▸ Directions
For each line in the data that includes "Stdio", make a copy.
· · ·
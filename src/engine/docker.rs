//! Docker-backed container engine

use crate::engine::labels;
use crate::engine::{
    BuildOptions, ContainerEngine, ContainerSpec, ContainerState, ContainerSummary, ExecOutput,
};
use crate::error::{EngineError, Result, SandboxError};
use crate::utils::exec::command_exists;
use async_trait::async_trait;
use bollard::container::{
    Config, CreateContainerOptions, InspectContainerOptions, ListContainersOptions, LogOutput,
    LogsOptions, RemoveContainerOptions,
};
use bollard::errors::Error as BollardError;
use bollard::exec::{CreateExecOptions, StartExecResults};
use bollard::models::{HostConfig, Mount, MountTypeEnum};
use bollard::Docker;
use chrono::{DateTime, Utc};
use futures::stream::StreamExt;
use std::collections::HashMap;
use std::path::Path;
use std::process::Stdio;
use tokio::process::Command;
use tracing::{debug, info, warn};

/// Container engine talking to the local Docker daemon
pub struct DockerEngine {
    docker: Docker,
}

impl DockerEngine {
    /// Connect to the local Docker daemon
    pub async fn connect() -> Result<Self> {
        let docker = Docker::connect_with_local_defaults().map_err(|e| {
            EngineError::command("connect", "docker", format!("failed to connect to Docker: {}", e))
        })?;

        // Verify Docker is running
        docker.ping().await.map_err(|e| {
            EngineError::command("ping", "docker", format!("Docker daemon not available: {}", e))
        })?;

        Ok(Self { docker })
    }

    /// Run the docker CLI with the caller's terminal attached
    async fn docker_cli(&self, operation: &'static str, target: &str, args: &[String]) -> Result<i32> {
        if !command_exists("docker") {
            return Err(SandboxError::CommandNotFound("docker".to_string()));
        }

        debug!("docker {}", shell_words::join(args));
        let status = Command::new("docker")
            .args(args)
            .stdin(Stdio::inherit())
            .stdout(Stdio::inherit())
            .stderr(Stdio::inherit())
            .status()
            .await
            .map_err(|e| EngineError::command(operation, target, e))?;

        Ok(status.code().unwrap_or(-1))
    }
}

fn is_status(err: &BollardError, code: u16) -> bool {
    matches!(err, BollardError::DockerResponseServerError { status_code, .. } if *status_code == code)
}

fn parse_created(raw: Option<&str>) -> Option<DateTime<Utc>> {
    let raw = raw?;
    DateTime::parse_from_rfc3339(raw)
        .map(|t| t.with_timezone(&Utc))
        .ok()
}

fn mounts_for(spec: &ContainerSpec) -> Vec<Mount> {
    spec.mounts
        .iter()
        .map(|m| Mount {
            target: Some(m.target.clone()),
            source: Some(m.source.to_string_lossy().into_owned()),
            typ: Some(MountTypeEnum::BIND),
            ..Default::default()
        })
        .collect()
}

#[async_trait]
impl ContainerEngine for DockerEngine {
    async fn inspect(&self, name: &str) -> Result<ContainerState> {
        let response = match self
            .docker
            .inspect_container(name, None::<InspectContainerOptions>)
            .await
        {
            Ok(response) => response,
            Err(e) if is_status(&e, 404) => return Ok(ContainerState::absent()),
            Err(e) => return Err(EngineError::command("inspect", name, e).into()),
        };

        let running = response
            .state
            .as_ref()
            .and_then(|s| s.running)
            .unwrap_or(false);
        let labels = response
            .config
            .and_then(|c| c.labels)
            .unwrap_or_default();

        Ok(ContainerState {
            exists: true,
            running,
            labels,
            created_at: parse_created(response.created.as_deref()),
        })
    }

    async fn create(&self, spec: &ContainerSpec) -> Result<()> {
        info!("Creating container {} from image {}", spec.name, spec.image);

        let host_config = HostConfig {
            mounts: Some(mounts_for(spec)),
            cap_add: Some(spec.cap_add.clone()),
            network_mode: spec.host_network.then(|| "host".to_string()),
            ..Default::default()
        };

        let config = Config {
            image: Some(spec.image.clone()),
            env: Some(spec.env.clone()),
            labels: Some(spec.labels.clone()),
            cmd: Some(spec.command.clone()),
            host_config: Some(host_config),
            tty: Some(true),
            ..Default::default()
        };

        let options = CreateContainerOptions {
            name: spec.name.as_str(),
            platform: None,
        };

        match self.docker.create_container(Some(options), config).await {
            Ok(container) => debug!("Created container {} ({})", spec.name, container.id),
            Err(e) if is_status(&e, 409) => {
                return Err(EngineError::NameConflict(spec.name.clone()).into())
            }
            Err(e) => return Err(EngineError::command("create", &spec.name, e).into()),
        }

        self.start(&spec.name).await
    }

    async fn start(&self, name: &str) -> Result<()> {
        info!("Starting container: {}", name);

        self.docker
            .start_container::<String>(name, None)
            .await
            .map_err(|e| EngineError::command("start", name, e))?;

        Ok(())
    }

    async fn remove(&self, name: &str, force: bool) -> Result<()> {
        info!("Removing container: {}", name);

        match self
            .docker
            .remove_container(
                name,
                Some(RemoveContainerOptions {
                    force,
                    ..Default::default()
                }),
            )
            .await
        {
            Ok(()) => Ok(()),
            Err(e) if is_status(&e, 404) => Err(EngineError::NotFound(name.to_string()).into()),
            Err(e) => Err(EngineError::command("remove", name, e).into()),
        }
    }

    async fn exec(&self, name: &str, argv: &[String]) -> Result<ExecOutput> {
        debug!("Executing in {}: {}", name, shell_words::join(argv));

        let exec = self
            .docker
            .create_exec(
                name,
                CreateExecOptions {
                    cmd: Some(argv.to_vec()),
                    attach_stdout: Some(true),
                    attach_stderr: Some(true),
                    user: Some("root".to_string()),
                    ..Default::default()
                },
            )
            .await
            .map_err(|e| EngineError::command("exec", name, e))?;

        let mut stdout = Vec::new();
        let mut stderr = Vec::new();
        if let StartExecResults::Attached { mut output, .. } = self
            .docker
            .start_exec(&exec.id, None)
            .await
            .map_err(|e| EngineError::command("exec", name, e))?
        {
            while let Some(msg) = output.next().await {
                match msg {
                    Ok(LogOutput::StdOut { message }) => stdout.extend_from_slice(&message),
                    Ok(LogOutput::StdErr { message }) => stderr.extend_from_slice(&message),
                    Err(e) => {
                        warn!("Error reading exec output: {}", e);
                    }
                    _ => {}
                }
            }
        }

        let inspect = self
            .docker
            .inspect_exec(&exec.id)
            .await
            .map_err(|e| EngineError::command("exec", name, e))?;

        Ok(ExecOutput {
            exit_code: inspect.exit_code.unwrap_or(-1),
            stdout: String::from_utf8_lossy(&stdout).into_owned(),
            stderr: String::from_utf8_lossy(&stderr).into_owned(),
        })
    }

    async fn attach(&self, name: &str, argv: &[String]) -> Result<i32> {
        let mut args = vec!["exec".to_string(), "-it".to_string(), name.to_string()];
        args.extend(argv.iter().cloned());
        self.docker_cli("attach", name, &args).await
    }

    async fn image_exists(&self, tag: &str) -> Result<bool> {
        match self.docker.inspect_image(tag).await {
            Ok(_) => Ok(true),
            Err(e) if is_status(&e, 404) => Ok(false),
            Err(e) => Err(EngineError::command("image inspect", tag, e).into()),
        }
    }

    async fn build(&self, tag: &str, context_dir: &Path, options: &BuildOptions) -> Result<()> {
        info!("Building image {} from {}", tag, context_dir.display());

        let mut args = vec!["build".to_string(), "-t".to_string(), tag.to_string()];
        if options.no_cache {
            args.push("--no-cache".to_string());
        }
        let mut keys: Vec<&String> = options.build_args.keys().collect();
        keys.sort();
        for key in keys {
            args.push("--build-arg".to_string());
            args.push(format!("{}={}", key, options.build_args[key]));
        }
        args.push(context_dir.to_string_lossy().into_owned());

        let code = self.docker_cli("build", tag, &args).await?;
        if code != 0 {
            return Err(EngineError::command("build", tag, format!("docker build exited with status {}", code)).into());
        }
        Ok(())
    }

    async fn logs(&self, name: &str, tail: usize) -> Result<Vec<u8>> {
        let mut stream = self.docker.logs(
            name,
            Some(LogsOptions::<String> {
                stdout: true,
                stderr: true,
                tail: tail.to_string(),
                ..Default::default()
            }),
        );

        let mut out = Vec::new();
        while let Some(msg) = stream.next().await {
            match msg.map_err(|e| EngineError::command("logs", name, e))? {
                LogOutput::StdOut { message }
                | LogOutput::StdErr { message }
                | LogOutput::Console { message } => out.extend_from_slice(&message),
                LogOutput::StdIn { .. } => {}
            }
        }
        Ok(out)
    }

    async fn list(&self) -> Result<Vec<ContainerSummary>> {
        let filters = HashMap::from([("label".to_string(), vec![labels::SIGNATURE.to_string()])]);
        let containers = self
            .docker
            .list_containers(Some(ListContainersOptions::<String> {
                all: true,
                filters,
                ..Default::default()
            }))
            .await
            .map_err(|e| EngineError::command("list", "containers", e))?;

        let mut summaries: Vec<ContainerSummary> = containers
            .into_iter()
            .filter_map(|c| {
                let name = c
                    .names
                    .as_ref()
                    .and_then(|names| names.first())
                    .map(|n| n.trim_start_matches('/').to_string())?;
                Some(ContainerSummary {
                    name,
                    running: c.state.as_deref() == Some("running"),
                    labels: c.labels.unwrap_or_default(),
                    created_at: c.created.and_then(|secs| DateTime::from_timestamp(secs, 0)),
                })
            })
            .collect();
        summaries.sort_by(|a, b| a.created_at.cmp(&b.created_at));
        Ok(summaries)
    }
}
· · ·
▸ Task solution
use std::process::Stdio;
            .stdin(Stdio::inherit())
            .stdout(Stdio::inherit())
            .stderr(Stdio::inherit())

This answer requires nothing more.